Condition $\deg p \le n$
The condition $\deg p \le n$ implies there’s not always a guarantee that a $p$ satisfying $\deg p = n$ exists. For instance, when $n=2$, if the three points lie in a straight line as shown above, a $p_{2} (x) = a_{2} x^{2} + a_{1} x + a_{0}$ passing through $(n+1)=3$ points does not exist, while a lower degree $p_{1} (x) = a_{1} x + a_{0}$ does. This actually means that $p_{2} (x) = a_{2} x^{2} + a_{1} x + a_{0}$ was found, but in cases where $a_{2} = 0$.
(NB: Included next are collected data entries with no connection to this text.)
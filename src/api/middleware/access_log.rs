//! Request/response logging stage.

use std::time::Instant;

use async_trait::async_trait;
use axum::{
    extract::Request,
    http::{Method, StatusCode},
    middleware::Next,
    response::Response,
};
use tracing::{error, info};

use super::pipeline::Interceptor;

/// Logs every request on entry and its outcome on exit.
///
/// # Logging Behavior
///
/// **On Request:** method and path at `INFO`.
///
/// **On Response:** status code and latency in milliseconds at `INFO`.
///
/// If the rest of the chain never yields a response (it panicked, or the
/// request future was dropped), an `ERROR` record with the elapsed latency is
/// written instead. The exit record is emitted from a drop guard, so exactly
/// one of the two always appears.
///
/// # Example Logs
///
/// ```text
/// INFO Incoming request method=POST path=/users
/// INFO Request completed method=POST path=/users status=201 latency_ms=0
/// ```
#[derive(Debug, Clone, Default)]
pub struct AccessLog;

impl AccessLog {
    pub fn new() -> Self {
        Self
    }
}

#[async_trait]
impl Interceptor for AccessLog {
    fn name(&self) -> &'static str {
        "access_log"
    }

    async fn intercept(&self, request: Request, next: Next) -> Response {
        let timer = RequestTimer::start(request.method().clone(), request.uri().path());
        info!(method = %timer.method, path = %timer.path, "Incoming request");

        let response = next.run(request).await;

        timer.finish(response.status());
        response
    }
}

/// Measures one request and writes its exit record when dropped.
struct RequestTimer {
    method: Method,
    path: String,
    started: Instant,
    status: Option<StatusCode>,
}

impl RequestTimer {
    fn start(method: Method, path: &str) -> Self {
        Self {
            method,
            path: path.to_owned(),
            started: Instant::now(),
            status: None,
        }
    }

    fn finish(mut self, status: StatusCode) {
        self.status = Some(status);
    }
}

impl Drop for RequestTimer {
    fn drop(&mut self) {
        let latency_ms = self.started.elapsed().as_millis() as u64;

        match self.status {
            Some(status) => info!(
                method = %self.method,
                path = %self.path,
                status = status.as_u16(),
                latency_ms,
                "Request completed"
            ),
            None => error!(
                method = %self.method,
                path = %self.path,
                latency_ms,
                "Request ended without a response"
            ),
        }
    }
}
Lagrange’s Formula and Newton’s Divided Difference Formula are the same
Though formulas [2] and [3] appear different, they are essentially the same due to [1]. The core difference between the two formulas is merely how $p_{n}$ is represented. Functionally, the significant difference is that Newton’s Divided Difference Formula is easier to update when new data is added.
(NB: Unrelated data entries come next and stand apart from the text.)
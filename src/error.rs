//! Application error type and its HTTP representation.
//!
//! Handlers and services return [`AppError`]; axum turns it into a response via
//! [`IntoResponse`]. Client errors (400/404) carry a structured envelope:
//!
//! ```json
//! { "error": { "code": "not_found", "message": "User not found", "details": { "id": 7 } } }
//! ```
//!
//! Internal errors never expose their message. They are rendered as a bare 500
//! tagged with an [`InternalFault`] extension. The error translation stage
//! replaces every 5xx with the fixed public body and logs the tag's message
//! alongside it.

use axum::{
    Json,
    http::StatusCode,
    response::{IntoResponse, Response},
};
use serde::Serialize;
use serde_json::Value;

use crate::domain::StoreError;

#[derive(Serialize)]
struct ErrorBody {
    error: ErrorInfo,
}

#[derive(Serialize)]
struct ErrorInfo {
    code: &'static str,
    message: String,
    details: Value,
}

/// Marker placed in response extensions when a request failed unexpectedly.
///
/// Holds the original message for server-side logging only.
#[derive(Debug, Clone)]
pub struct InternalFault(pub String);

#[derive(Debug, thiserror::Error)]
pub enum AppError {
    #[error("{message}")]
    Validation { message: String, details: Value },
    #[error("{message}")]
    NotFound { message: String, details: Value },
    #[error("{message}")]
    Internal { message: String },
}

impl AppError {
    pub fn bad_request(message: impl Into<String>, details: Value) -> Self {
        Self::Validation {
            message: message.into(),
            details,
        }
    }
    pub fn not_found(message: impl Into<String>, details: Value) -> Self {
        Self::NotFound {
            message: message.into(),
            details,
        }
    }
    /// Reports an unexpected failure from a handler or service.
    ///
    /// The message reaches the server log only; clients see the generic 500.
    /// No current store operation can fail this way, so nothing in the
    /// request path builds it yet.
    pub fn internal(message: impl Into<String>) -> Self {
        Self::Internal {
            message: message.into(),
        }
    }
}

impl From<StoreError> for AppError {
    fn from(e: StoreError) -> Self {
        match e {
            StoreError::NotFound(id) => {
                AppError::not_found("User not found", serde_json::json!({ "id": id }))
            }
            StoreError::Validation { field } => AppError::bad_request(
                StoreError::VALIDATION_MESSAGE,
                serde_json::json!({ "field": field }),
            ),
        }
    }
}

impl IntoResponse for AppError {
    fn into_response(self) -> Response {
        let (status, code, message, details) = match self {
            AppError::Validation { message, details } => (
                StatusCode::BAD_REQUEST,
                "validation_error",
                message,
                details,
            ),
            AppError::NotFound { message, details } => {
                (StatusCode::NOT_FOUND, "not_found", message, details)
            }
            AppError::Internal { message } => {
                let mut response = StatusCode::INTERNAL_SERVER_ERROR.into_response();
                response.extensions_mut().insert(InternalFault(message));
                return response;
            }
        };

        let body = ErrorBody {
            error: ErrorInfo {
                code,
                message,
                details,
            },
        };

        (status, Json(body)).into_response()
    }
}

#[cfg(test)]
mod tests {
    use super::*;
    use serde_json::json;

    #[test]
    fn test_validation_maps_to_bad_request() {
        let response = AppError::bad_request("bad", json!({})).into_response();
        assert_eq!(response.status(), StatusCode::BAD_REQUEST);
    }

    #[test]
    fn test_not_found_maps_to_404() {
        let response = AppError::not_found("missing", json!({"id": 1})).into_response();
        assert_eq!(response.status(), StatusCode::NOT_FOUND);
    }

    #[test]
    fn test_internal_is_tagged_and_has_no_message() {
        let response = AppError::internal("db exploded").into_response();

        assert_eq!(response.status(), StatusCode::INTERNAL_SERVER_ERROR);
        let fault = response.extensions().get::<InternalFault>().unwrap();
        assert_eq!(fault.0, "db exploded");
    }

    #[test]
    fn test_store_error_conversion() {
        let err: AppError = StoreError::NotFound(42).into();
        assert!(matches!(err, AppError::NotFound { .. }));

        let err: AppError = StoreError::Validation { field: "email" }.into();
        assert!(matches!(err, AppError::Validation { .. }));
    }
}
Error with the Actual Function
Theorem [4] shows how much difference there is between the interpolating $p_{n}$ and the actual function $f$. Generally, the divergence rate of $(n+1)!$ is very fast, so the accuracy of interpolation $p_{n}$ increases with more data. However, this formula does not necessarily discuss convergence. For a simple example, consider when $t$ is very, very far from $\mathscr{H} \left\{ x_{0} , \cdots , x_{n} \right\}$. Moreover, if the value of $f$ worsens with each differentiation, and that even surpasses the divergence rate of $(n+1)!$, it can turn weird.
Proof
[1]
Strategy: Show the uniqueness of the coefficients $a_{0} , a_{1} , \cdots , a_{n}$ of $p_{n}$ that satisfy $y_{i} = p_{n} (x_{i}) = a_{0} + a_{1} x_{i} + \cdots + a_{n} x_{i}^{n}$ for all $i = 0, \cdots , n$ by representing a system of $(n+1)$ equations in matrix form and simultaneously ensuring the existence and uniqueness of the inverse matrix.
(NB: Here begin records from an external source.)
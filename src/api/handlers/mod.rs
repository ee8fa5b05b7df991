//! HTTP request handlers for API endpoints.

pub mod not_found;
pub mod users;

pub use not_found::{not_found_handler, route_not_found};
pub use users::{
    create_user_handler, delete_user_handler, get_user_handler, list_users_handler,
    update_user_handler,
};
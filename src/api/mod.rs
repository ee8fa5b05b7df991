//! REST API layer for HTTP request/response handling.
//!
//! This layer translates HTTP requests into service calls and formats
//! responses according to API contracts.
//!
//! # Modules
//!
//! - [`dto`] - Request body types
//! - [`extract`] - Path and body extractors with service-specific rejections
//! - [`handlers`] - HTTP request handlers
//! - [`middleware`] - Interceptor pipeline (error translation, auth, access log)
//! - [`routes`] - Route configuration

pub mod dto;
pub mod extract;
pub mod handlers;
pub mod middleware;
pub mod routes;
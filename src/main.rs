use anyhow::Result;
use clap::Parser;
use tracing_subscriber::EnvFilter;
use user_directory::config::Config;
use user_directory::server;

/// Bearer-protected user directory service.
#[derive(Parser)]
#[command(name = "user-directory")]
#[command(author, version, about, long_about = None)]
struct Cli {
    /// Bind address, overrides `LISTEN`
    #[arg(short, long)]
    listen: Option<String>,

    /// Start with an empty store instead of the demo users
    #[arg(long)]
    no_seed: bool,
}

fn init_tracing(config: &Config) {
    let filter = EnvFilter::try_new(&config.log_level).unwrap_or_else(|_| EnvFilter::new("info"));
    let subscriber = tracing_subscriber::fmt().with_env_filter(filter);

    if config.log_format == "json" {
        subscriber.json().init();
    } else {
        subscriber.init();
    }
}

#[tokio::main]
async fn main() -> Result<()> {
    dotenvy::dotenv().ok();

    let cli = Cli::parse();

    let mut config = Config::from_env()?;
    if let Some(listen) = cli.listen {
        config.listen_addr = listen;
    }
    if cli.no_seed {
        config.seed_users = false;
    }
    config.validate()?;

    init_tracing(&config);
    config.print_summary();

    server::run(config).await
}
Define $$ \mathbf{y} := \begin{bmatrix} y_{0} \\ y_{1} \\ \vdots \\ y_{n} \end{bmatrix}, X := \begin{bmatrix} 1 & x_{0} & \cdots & x_{0}^{n} \\ 1 & x_{1} & \cdots & x_{1}^{n} \\ \vdots & \vdots & \ddots & \vdots \\ 1 & x_{n} & \cdots & x_{n}^{n} \end{bmatrix} , \mathbf{a} := \begin{bmatrix} a_{0} \\ a_{1} \\ \vdots \\ a_{n} \end{bmatrix} $$ and represent the simultaneous equations in matrix form, and then $$ \begin{bmatrix} y_{0} \\ y_{1} \\ \vdots \\ y_{n} \end{bmatrix} = \begin{bmatrix} 1 & x_{0} & \cdots & x_{0}^{n} \\ 1 & x_{1} & \cdots & x_{1}^{n} \\ \vdots & \vdots & \ddots & \vdots \\ 1 & x_{n} & \cdots & x_{n}^{n} \end{bmatrix} \begin{bmatrix} a_{0} \\ a_{1} \\ \vdots \\ a_{n} \end{bmatrix} $$ Now, the problem has changed to finding a solution $\mathbf{a}$ that satisfies $\mathbf{y} = X \mathbf{a}$.
Vandermonde matrix determinant: The determinant of $X$ is $\displaystyle \det X = \prod_{1 \le i < j \le n } (x_{j} - x_{i})$
Since the $x_{0} , \cdots , x_{n}$ are different by assumption, $\det X \ne 0$, and $X^{-1}$ exists. Thus, $\mathbf{a} = X^{-1} \mathbf{y}$ also exists. Meanwhile, since the inverse of a given matrix is unique, $\mathbf{a}$ is also unique.
■
[2]
Seen through the Kronecker delta function.
■
[3]
Calculated honestly using the divided differences.
■
[4]
Strategy: Define new dummy functions and avoid direct calculation by using their differentiability. Since the setting is complex, it is actually easier to understand from the back.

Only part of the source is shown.